Gastrodin promotes CNS myelinogenesis and alleviates demyelinating injury by activating the PI3K/AKT/mTOR signaling.

Abstract

Demyelination is a common feature of numerous neurological disorders including multiple sclerosis and leukodystrophies. Although myelin can be regenerated spontaneously following injury, this process is often inadequate, potentially resulting in neurodegeneration and exacerbating neurological dysfunction. Several drugs aimed at promoting the differentiation of oligodendrocyte precursor cells (OPCs) have yielded unsatisfactory clinical effects. A recent study has shifted the strategy of pro-OPC differentiation towards enhancing myelinogenesis. In this study we identified the pro-myelinating drug using a zebrafish model. Five traditional Chinese medicine monomers including gastrodin, paeoniflorin, puerarin, salidroside and scutellarin were assessed by bath-application in Tg (MBP:eGFP-CAAX) transgenic line at 1-5 dpf.

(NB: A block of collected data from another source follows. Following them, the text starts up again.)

use std::collections::VecDeque;
use std::sync::Arc;
use std::time::Duration;

use chrono::{DateTime, Utc};
use serde::Serialize;
use tracing::{debug, info, warn};
use uuid::Uuid;

use crate::config::EngineConfig;
use crate::error::{MeshError, Result};
use crate::events::GameEvent;
use crate::game::effects::{EffectsPlayer, SoundEffect};
use crate::game::timer::{RoundTimer, TimerView};
use crate::mesh::coordinator::MeshCoordinator;
use crate::mesh::media::StreamInfo;
use crate::mesh::{JoinMode, LifecycleState, MeshEvent};

/// One contestant tile on the host board.
#[derive(Debug, Clone, PartialEq, Eq, Serialize)]
pub struct ContestantCard {
    pub id: String,
    pub label: String,
    pub state: LifecycleState,
    pub stream: Option<StreamInfo>,
    pub joined_at: Option<DateTime<Utc>>,
    pub immune: bool,
    pub super_likes: u32,
    pub gifts: u32,
}

#[derive(Debug, Clone, PartialEq, Eq, Serialize)]
pub struct ChatEntry {
    pub id: String,
    pub sender: String,
    pub text: String,
    pub sent_at: DateTime<Utc>,
}

#[derive(Debug)]
struct HostBoard {
    contestants: Vec<ContestantCard>,
    timer: RoundTimer,
    round: u32,
    joined_total: u32,
}

#[derive(Debug)]
struct JoinedView {
    mode: JoinMode,
    host_address: String,
    host_stream: Option<StreamInfo>,
    connected: bool,
    last_error: Option<String>,
}

#[derive(Debug)]
enum RoleView {
    Idle,
    Host(HostBoard),
    Joined(JoinedView),
}

/// Read model published after every engine step.
#[derive(Debug, Clone, Default, Serialize)]
pub struct GameSnapshot {
    pub address: Option<String>,
    pub local_media: Option<StreamInfo>,
    pub view: ViewSnapshot,
    pub chat: Vec<ChatEntry>,
}

#[derive(Debug, Clone, Default, Serialize)]
#[serde(tag = "role", rename_all = "SCREAMING_SNAKE_CASE")]
pub enum ViewSnapshot {
    #[default]
    Idle,
    Host {
        round: u32,
        rounds_per_game: u32,
        timer: TimerView,
        active_count: usize,
        contestants: Vec<ContestantCard>,
    },
    /// Contestants and spectators see only the host.
    Joined {
        mode: JoinMode,
        host_address: String,
        host_stream: Option<StreamInfo>,
        connected: bool,
        last_error: Option<String>,
    },
}

/// What `next_round` did.
#[derive(Debug, Clone, Copy, PartialEq, Eq)]
pub enum RoundAdvance {
    Started(u32),
    GameOver,
}

/// Turns mesh events into the role's view model and applies host actions.
///
/// Produced `GameEvent`s are queued and collected with `take_events`.
pub struct GameController {
    round_length: Duration,
    extend_step: Duration,
    rounds_per_game: u32,
    chat_limit: usize,
    effects: Arc<dyn EffectsPlayer>,
    view: RoleView,
    address: Option<String>,
    local_media: Option<StreamInfo>,
    chat: VecDeque<ChatEntry>,
    outbox: Vec<GameEvent>,
}

impl GameController {
    pub fn new(config: &EngineConfig, effects: Arc<dyn EffectsPlayer>) -> Self {
        Self {
            round_length: config.round_length,
            extend_step: config.extend_step,
            rounds_per_game: config.rounds_per_game.max(1),
            chat_limit: config.chat_history.max(1),
            effects,
            view: RoleView::Idle,
            address: None,
            local_media: None,
            chat: VecDeque::new(),
            outbox: Vec::new(),
        }
    }

    pub fn is_idle(&self) -> bool {
        matches!(self.view, RoleView::Idle)
    }

    pub fn is_host(&self) -> bool {
        matches!(self.view, RoleView::Host(_))
    }

    pub fn begin_host(&mut self) {
        self.reset();
        self.view = RoleView::Host(HostBoard {
            contestants: Vec::new(),
            timer: RoundTimer::new(self.round_length),
            round: 1,
            joined_total: 0,
        });
    }

    pub fn begin_join(&mut self, mode: JoinMode, host_address: &str) {
        self.reset();
        self.view = RoleView::Joined(JoinedView {
            mode,
            host_address: host_address.to_string(),
            host_stream: None,
            connected: false,
            last_error: None,
        });
    }

    /// Back to the menu.
    pub fn end(&mut self, reason: &str) {
        if self.is_idle() {
            return;
        }
        if self.is_host() {
            self.effects.play(SoundEffect::GameOver);
        }
        info!("Game ended: {}", reason);
        self.reset();
        self.outbox.push(GameEvent::GameEnded {
            reason: reason.to_string(),
        });
    }

    /// Drop all view state without announcing anything.
    pub fn reset(&mut self) {
        self.view = RoleView::Idle;
        self.address = None;
        self.local_media = None;
        self.chat.clear();
    }

    pub fn take_events(&mut self) -> Vec<GameEvent> {
        std::mem::take(&mut self.outbox)
    }

    pub fn apply(&mut self, event: MeshEvent) {
        match event {
            MeshEvent::Ready { address } => {
                self.address = Some(address.clone());
                self.outbox.push(GameEvent::Ready { address });
            }
            MeshEvent::ParticipantJoined(info) => {
                let RoleView::Host(board) = &mut self.view else {
                    return;
                };
                board.joined_total += 1;
                let card = ContestantCard {
                    id: info.id,
                    label: format!("Contestant {}", board.joined_total),
                    state: info.state,
                    stream: info.stream,
                    joined_at: info.joined_at,
                    immune: false,
                    super_likes: 0,
                    gifts: 0,
                };
                board.contestants.push(card.clone());
                self.effects.play(SoundEffect::Join);
                self.outbox.push(GameEvent::ParticipantJoined(card));
            }
            MeshEvent::ParticipantStreamChanged(info) => {
                let Ok(card) = self.card_mut(&info.id) else {
                    return;
                };
                card.stream = info.stream.clone();
                self.outbox.push(GameEvent::ParticipantStreamChanged {
                    id: info.id,
                    stream: info.stream,
                });
            }
            MeshEvent::StartRoundTimer => {
                let RoleView::Host(board) = &mut self.view else {
                    return;
                };
                board.timer.start();
                self.outbox.push(GameEvent::RoundTimerStarted {
                    round: board.round,
                    timer: board.timer.view(),
                });
            }
            MeshEvent::ParticipantLeft { info, reason } => {
                if let RoleView::Host(board) = &mut self.view {
                    board.contestants.retain(|c| c.id != info.id);
                }
                self.outbox.push(GameEvent::ParticipantLeft { id: info.id, reason });
            }
            MeshEvent::ParticipantEliminated { id } => {
                self.set_card_state(&id, LifecycleState::Eliminated);
                self.outbox.push(GameEvent::ParticipantEliminated { id });
            }
            MeshEvent::ParticipantRevived { id } => {
                self.set_card_state(&id, LifecycleState::Active);
                self.outbox.push(GameEvent::ParticipantRevived { id });
            }
            MeshEvent::HostStreamReady(stream) => {
                if let RoleView::Joined(view) = &mut self.view {
                    // later streams are the host switching source
                    if !view.connected {
                        self.effects.play(SoundEffect::Join);
                    }
                    view.host_stream = Some(stream.clone());
                    view.connected = true;
                }
                self.outbox.push(GameEvent::HostStreamReady(stream));
            }
            MeshEvent::HostDisconnected(error) => {
                if let RoleView::Joined(view) = &mut self.view {
                    view.host_stream = None;
                    view.connected = false;
                    view.last_error = Some(error.to_string());
                }
                if error == MeshError::SessionRejected {
                    self.outbox.push(GameEvent::LobbyFull);
                }
                self.outbox.push(GameEvent::HostDisconnected {
                    reason: error.to_string(),
                });
            }
            MeshEvent::LocalMediaChanged(stream) => {
                self.local_media = stream.clone();
                self.outbox.push(GameEvent::MediaChanged(stream));
            }
            MeshEvent::Error(error) => self.report(&error),
        }
    }

    /// Put an error on the bus.
    pub fn report(&mut self, error: &MeshError) {
        self.outbox.push(GameEvent::Error {
            kind: error.kind().to_string(),
            message: error.to_string(),
        });
    }

    /// Eliminate a contestant. Immune contestants are refused. A pop puts
    /// a full round back on the clock without starting or pausing it.
    pub fn pop(&mut self, mesh: &mut MeshCoordinator, id: &str) -> Result<()> {
        let board = self.board_mut()?;
        let card = board
            .contestants
            .iter()
            .find(|c| c.id == id)
            .ok_or_else(|| MeshError::UnknownParticipant(id.to_string()))?;
        if card.immune {
            return Err(MeshError::Immune(id.to_string()));
        }
        mesh.eliminate(id)?;
        board.timer.reset();
        self.effects.play(SoundEffect::Pop);
        Ok(())
    }

    pub fn revive(&mut self, mesh: &mut MeshCoordinator, id: &str) -> Result<()> {
        self.board_mut()?;
        mesh.revive(id)
    }

    /// Returns how many contestants came back.
    pub fn revive_all(&mut self, mesh: &mut MeshCoordinator) -> Result<usize> {
        let eliminated: Vec<String> = self
            .board_mut()?
            .contestants
            .iter()
            .filter(|c| c.state == LifecycleState::Eliminated)
            .map(|c| c.id.clone())
            .collect();
        let mut revived = 0;
        for id in eliminated {
            match mesh.revive(&id) {
                Ok(()) => revived += 1,
                Err(e) => warn!("Could not revive {}: {}", id, e),
            }
        }
        Ok(revived)
    }

    pub fn grant_immunity(&mut self, id: &str) -> Result<()> {
        self.card_mut(id)?.immune = true;
        info!("{} is immune", id);
        Ok(())
    }

    pub fn super_like(&mut self, id: &str) -> Result<()> {
        self.card_mut(id)?.super_likes += 1;
        Ok(())
    }

    pub fn gift(&mut self, id: &str) -> Result<()> {
        self.card_mut(id)?.gifts += 1;
        Ok(())
    }

    pub fn toggle_timer(&mut self) -> Result<()> {
        let board = self.board_mut()?;
        board.timer.toggle();
        debug!("Round timer running={}", board.timer.is_running());
        Ok(())
    }

    pub fn add_time(&mut self) -> Result<()> {
        let step = self.extend_step;
        self.board_mut()?.timer.extend(step);
        Ok(())
    }

    /// Start the next round, or report that the last one is done.
    pub fn next_round(&mut self) -> Result<RoundAdvance> {
        let rounds_per_game = self.rounds_per_game;
        let board = self.board_mut()?;
        if board.round >= rounds_per_game {
            return Ok(RoundAdvance::GameOver);
        }
        board.round += 1;
        board.timer.reset();
        board.timer.start();
        let (round, timer) = (board.round, board.timer.view());
        info!("Round {} started", round);
        self.outbox.push(GameEvent::RoundTimerStarted { round, timer });
        Ok(RoundAdvance::Started(round))
    }

    /// One second of game time.
    pub fn tick(&mut self) {
        let RoleView::Host(board) = &mut self.view else {
            return;
        };
        if board.timer.tick() {
            info!("Round {} timer expired", board.round);
            self.outbox.push(GameEvent::TimerExpired { round: board.round });
        }
    }

    pub fn post_chat(&mut self, sender: &str, text: &str) -> Result<()> {
        if self.is_idle() {
            return Err(MeshError::NotInSession);
        }
        let entry = ChatEntry {
            id: Uuid::new_v4().to_string(),
            sender: sender.to_string(),
            text: text.to_string(),
            sent_at: Utc::now(),
        };
        if self.chat.len() == self.chat_limit {
            self.chat.pop_front();
        }
        self.chat.push_back(entry.clone());
        self.outbox.push(GameEvent::ChatMessage(entry));
        Ok(())
    }

    pub fn snapshot(&self) -> GameSnapshot {
        let view = match &self.view {
            RoleView::Idle => ViewSnapshot::Idle,
            RoleView::Host(board) => ViewSnapshot::Host {
                round: board.round,
                rounds_per_game: self.rounds_per_game,
                timer: board.timer.view(),
                active_count: board
                    .contestants
                    .iter()
                    .filter(|c| c.state == LifecycleState::Active)
                    .count(),
                contestants: board.contestants.clone(),
            },
            RoleView::Joined(view) => ViewSnapshot::Joined {
                mode: view.mode,
                host_address: view.host_address.clone(),
                host_stream: view.host_stream.clone(),
                connected: view.connected,
                last_error: view.last_error.clone(),
            },
        };
        GameSnapshot {
            address: self.address.clone(),
            local_media: self.local_media.clone(),
            view,
            chat: self.chat.iter().cloned().collect(),
        }
    }

    fn board_mut(&mut self) -> Result<&mut HostBoard> {
        match &mut self.view {
            RoleView::Host(board) => Ok(board),
            RoleView::Joined(view) => Err(MeshError::WrongRole(match view.mode {
                JoinMode::Contestant => "contestant",
                JoinMode::Spectator => "spectator",
            })),
            RoleView::Idle => Err(MeshError::NotInSession),
        }
    }

    fn card_mut(&mut self, id: &str) -> Result<&mut ContestantCard> {
        self.board_mut()?
            .contestants
            .iter_mut()
            .find(|c| c.id == id)
            .ok_or_else(|| MeshError::UnknownParticipant(id.to_string()))
    }

    fn set_card_state(&mut self, id: &str, state: LifecycleState) {
        if let Ok(card) = self.card_mut(id) {
            card.state = state;
        }
    }
}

Among the 5 monomers, only gastrodin exhibited significant pro-myelination activity. We showed that gastrodin (10 µM) enhanced myelin sheath formation and oligodendrocyte (OL) maturation without affecting the number of OLs. Gastrodin markedly increased the phosphorylation levels of PI3K, AKT, and mTOR in primary cultured OLs via direct interaction with PI3K. Co-treatment with the PI3K inhibitor LY294002 (5 µM) mitigated gastrodin-induced OL maturation. Furthermore, injection of gastrodin (100 mg·kg^-1·d^-1, i.p.) effectively facilitated remyelination in a lysophosphatidylcholine-induced demyelinating mouse model and alleviated demyelination in the experimental autoimmune encephalomyelitis mice. These results identify gastrodin as a promising therapeutic agent for demyelinating diseases and highlight the potential of the zebrafish model for screening pro-myelinogenic pharmacotherapy.